Look through the listing below for the string "UPDATE". Say how many lines hold it, and nothing else.
────────────────
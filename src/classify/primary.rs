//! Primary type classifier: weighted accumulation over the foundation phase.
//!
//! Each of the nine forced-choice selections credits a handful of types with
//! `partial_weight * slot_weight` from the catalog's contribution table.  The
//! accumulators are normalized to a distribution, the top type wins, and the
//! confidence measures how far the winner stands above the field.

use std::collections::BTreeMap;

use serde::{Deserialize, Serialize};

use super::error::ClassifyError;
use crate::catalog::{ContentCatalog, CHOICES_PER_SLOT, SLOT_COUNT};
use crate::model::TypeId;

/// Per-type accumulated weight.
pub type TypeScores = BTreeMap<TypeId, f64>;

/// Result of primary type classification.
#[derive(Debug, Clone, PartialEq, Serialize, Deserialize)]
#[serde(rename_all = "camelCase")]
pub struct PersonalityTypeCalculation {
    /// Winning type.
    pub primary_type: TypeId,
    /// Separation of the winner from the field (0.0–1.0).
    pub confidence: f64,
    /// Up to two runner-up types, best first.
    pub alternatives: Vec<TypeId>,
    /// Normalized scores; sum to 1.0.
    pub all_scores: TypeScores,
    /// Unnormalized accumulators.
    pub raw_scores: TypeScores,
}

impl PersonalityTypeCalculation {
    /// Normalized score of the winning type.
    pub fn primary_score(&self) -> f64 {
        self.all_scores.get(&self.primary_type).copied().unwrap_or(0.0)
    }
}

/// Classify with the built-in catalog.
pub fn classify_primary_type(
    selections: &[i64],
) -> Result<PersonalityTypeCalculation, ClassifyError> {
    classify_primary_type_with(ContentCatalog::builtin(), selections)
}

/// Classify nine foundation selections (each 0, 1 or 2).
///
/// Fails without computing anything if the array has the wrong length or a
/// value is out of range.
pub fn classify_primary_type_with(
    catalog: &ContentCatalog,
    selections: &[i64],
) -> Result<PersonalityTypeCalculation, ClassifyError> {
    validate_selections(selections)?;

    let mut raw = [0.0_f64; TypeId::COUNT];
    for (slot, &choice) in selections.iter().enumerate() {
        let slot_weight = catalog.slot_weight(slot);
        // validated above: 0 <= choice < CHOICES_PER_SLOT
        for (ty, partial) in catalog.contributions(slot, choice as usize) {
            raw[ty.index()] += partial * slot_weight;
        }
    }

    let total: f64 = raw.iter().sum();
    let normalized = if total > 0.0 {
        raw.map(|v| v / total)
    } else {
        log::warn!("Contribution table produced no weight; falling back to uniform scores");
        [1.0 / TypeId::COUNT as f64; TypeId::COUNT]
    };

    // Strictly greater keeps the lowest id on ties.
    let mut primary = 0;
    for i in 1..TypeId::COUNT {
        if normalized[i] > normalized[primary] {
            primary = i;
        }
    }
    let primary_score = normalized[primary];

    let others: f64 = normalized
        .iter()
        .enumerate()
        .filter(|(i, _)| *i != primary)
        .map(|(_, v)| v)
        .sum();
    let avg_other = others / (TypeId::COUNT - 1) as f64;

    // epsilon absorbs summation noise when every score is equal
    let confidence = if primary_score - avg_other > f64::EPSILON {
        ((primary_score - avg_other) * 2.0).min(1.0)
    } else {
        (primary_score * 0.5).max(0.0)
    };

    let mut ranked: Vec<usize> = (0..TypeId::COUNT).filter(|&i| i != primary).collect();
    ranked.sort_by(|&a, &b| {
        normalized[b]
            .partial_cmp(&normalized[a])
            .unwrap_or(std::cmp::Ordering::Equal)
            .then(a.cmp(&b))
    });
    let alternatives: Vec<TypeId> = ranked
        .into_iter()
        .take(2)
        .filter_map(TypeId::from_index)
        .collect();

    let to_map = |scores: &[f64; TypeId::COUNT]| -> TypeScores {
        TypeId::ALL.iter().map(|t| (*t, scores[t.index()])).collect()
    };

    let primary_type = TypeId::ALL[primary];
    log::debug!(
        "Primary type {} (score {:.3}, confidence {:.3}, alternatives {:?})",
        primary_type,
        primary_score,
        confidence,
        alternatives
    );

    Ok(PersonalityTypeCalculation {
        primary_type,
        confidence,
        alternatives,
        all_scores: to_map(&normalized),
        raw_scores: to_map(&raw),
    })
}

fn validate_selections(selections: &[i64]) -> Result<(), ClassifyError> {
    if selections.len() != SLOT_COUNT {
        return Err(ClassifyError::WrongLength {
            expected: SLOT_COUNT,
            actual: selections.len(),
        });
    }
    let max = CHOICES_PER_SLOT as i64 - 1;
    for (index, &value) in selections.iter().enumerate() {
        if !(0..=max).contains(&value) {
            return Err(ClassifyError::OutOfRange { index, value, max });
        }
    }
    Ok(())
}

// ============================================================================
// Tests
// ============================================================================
────────────────
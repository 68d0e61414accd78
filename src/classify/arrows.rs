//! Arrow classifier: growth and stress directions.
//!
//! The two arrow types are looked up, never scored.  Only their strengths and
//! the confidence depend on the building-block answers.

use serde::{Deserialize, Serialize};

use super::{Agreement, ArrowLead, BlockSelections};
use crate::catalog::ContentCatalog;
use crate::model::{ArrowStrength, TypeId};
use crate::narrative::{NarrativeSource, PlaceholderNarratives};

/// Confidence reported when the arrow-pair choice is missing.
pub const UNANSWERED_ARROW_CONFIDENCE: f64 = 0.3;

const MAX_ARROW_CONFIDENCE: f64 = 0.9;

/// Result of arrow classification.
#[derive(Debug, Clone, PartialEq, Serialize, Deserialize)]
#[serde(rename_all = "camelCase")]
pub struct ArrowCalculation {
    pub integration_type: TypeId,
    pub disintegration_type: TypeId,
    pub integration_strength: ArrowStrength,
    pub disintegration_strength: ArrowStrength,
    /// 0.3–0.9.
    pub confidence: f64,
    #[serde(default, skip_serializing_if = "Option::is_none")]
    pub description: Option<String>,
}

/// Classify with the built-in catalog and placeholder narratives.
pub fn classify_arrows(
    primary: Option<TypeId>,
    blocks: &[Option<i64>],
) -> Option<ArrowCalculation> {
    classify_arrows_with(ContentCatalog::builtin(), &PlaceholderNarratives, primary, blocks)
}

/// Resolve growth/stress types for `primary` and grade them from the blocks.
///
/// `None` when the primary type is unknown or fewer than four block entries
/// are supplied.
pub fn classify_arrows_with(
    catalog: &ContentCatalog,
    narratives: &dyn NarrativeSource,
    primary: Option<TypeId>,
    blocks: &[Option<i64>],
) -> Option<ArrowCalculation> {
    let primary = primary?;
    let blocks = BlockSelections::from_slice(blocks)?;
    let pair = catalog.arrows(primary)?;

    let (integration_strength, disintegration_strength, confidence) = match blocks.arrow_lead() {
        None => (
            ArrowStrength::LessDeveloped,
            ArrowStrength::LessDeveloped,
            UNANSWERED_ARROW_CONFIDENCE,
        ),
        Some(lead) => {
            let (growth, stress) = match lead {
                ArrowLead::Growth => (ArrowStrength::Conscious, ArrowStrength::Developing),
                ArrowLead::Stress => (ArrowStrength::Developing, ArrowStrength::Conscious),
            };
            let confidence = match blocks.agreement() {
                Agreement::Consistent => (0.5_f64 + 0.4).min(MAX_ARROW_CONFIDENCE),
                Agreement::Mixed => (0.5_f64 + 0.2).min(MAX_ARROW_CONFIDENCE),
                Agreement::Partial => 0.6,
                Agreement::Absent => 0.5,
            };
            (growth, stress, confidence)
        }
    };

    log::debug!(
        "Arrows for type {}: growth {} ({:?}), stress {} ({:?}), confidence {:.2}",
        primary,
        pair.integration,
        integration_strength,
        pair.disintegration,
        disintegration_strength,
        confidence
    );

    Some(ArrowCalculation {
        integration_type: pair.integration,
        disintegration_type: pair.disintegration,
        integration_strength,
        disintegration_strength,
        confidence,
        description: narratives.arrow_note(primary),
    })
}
────────────────
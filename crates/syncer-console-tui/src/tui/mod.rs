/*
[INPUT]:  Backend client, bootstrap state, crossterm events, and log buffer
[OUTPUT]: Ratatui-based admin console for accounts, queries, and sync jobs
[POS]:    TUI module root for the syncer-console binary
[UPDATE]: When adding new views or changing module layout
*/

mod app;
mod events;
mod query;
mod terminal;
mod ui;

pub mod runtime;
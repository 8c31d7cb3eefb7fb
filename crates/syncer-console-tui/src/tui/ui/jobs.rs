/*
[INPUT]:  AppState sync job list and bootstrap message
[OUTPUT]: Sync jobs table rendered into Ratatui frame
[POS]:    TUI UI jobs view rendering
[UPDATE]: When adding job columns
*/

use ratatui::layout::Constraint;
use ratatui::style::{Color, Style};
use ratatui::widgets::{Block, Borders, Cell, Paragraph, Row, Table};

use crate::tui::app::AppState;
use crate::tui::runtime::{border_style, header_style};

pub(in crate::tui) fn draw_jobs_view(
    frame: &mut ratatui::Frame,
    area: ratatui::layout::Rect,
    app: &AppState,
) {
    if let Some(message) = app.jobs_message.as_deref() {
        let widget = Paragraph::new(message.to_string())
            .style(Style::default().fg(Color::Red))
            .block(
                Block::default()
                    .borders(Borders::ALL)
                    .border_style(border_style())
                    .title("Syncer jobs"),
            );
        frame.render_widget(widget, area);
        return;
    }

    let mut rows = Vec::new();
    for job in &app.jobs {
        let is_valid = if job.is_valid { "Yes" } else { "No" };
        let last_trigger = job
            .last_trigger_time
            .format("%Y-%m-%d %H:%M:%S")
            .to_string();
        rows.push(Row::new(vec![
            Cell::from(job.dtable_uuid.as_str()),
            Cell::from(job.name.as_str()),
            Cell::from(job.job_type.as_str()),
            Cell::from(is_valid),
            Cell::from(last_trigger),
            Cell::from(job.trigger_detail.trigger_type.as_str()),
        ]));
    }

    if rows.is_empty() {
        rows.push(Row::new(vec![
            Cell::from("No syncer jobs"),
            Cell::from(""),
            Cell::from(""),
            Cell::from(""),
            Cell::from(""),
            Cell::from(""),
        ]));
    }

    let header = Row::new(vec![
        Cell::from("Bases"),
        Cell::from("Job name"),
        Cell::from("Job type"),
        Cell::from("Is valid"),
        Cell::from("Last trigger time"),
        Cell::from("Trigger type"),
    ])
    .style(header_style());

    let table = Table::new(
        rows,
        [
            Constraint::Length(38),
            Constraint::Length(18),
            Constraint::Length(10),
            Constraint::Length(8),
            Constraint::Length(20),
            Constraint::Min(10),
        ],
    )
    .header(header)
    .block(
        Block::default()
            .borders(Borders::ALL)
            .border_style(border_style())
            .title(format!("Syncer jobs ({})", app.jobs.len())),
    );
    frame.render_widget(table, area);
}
────────────────
# [Answer space]
2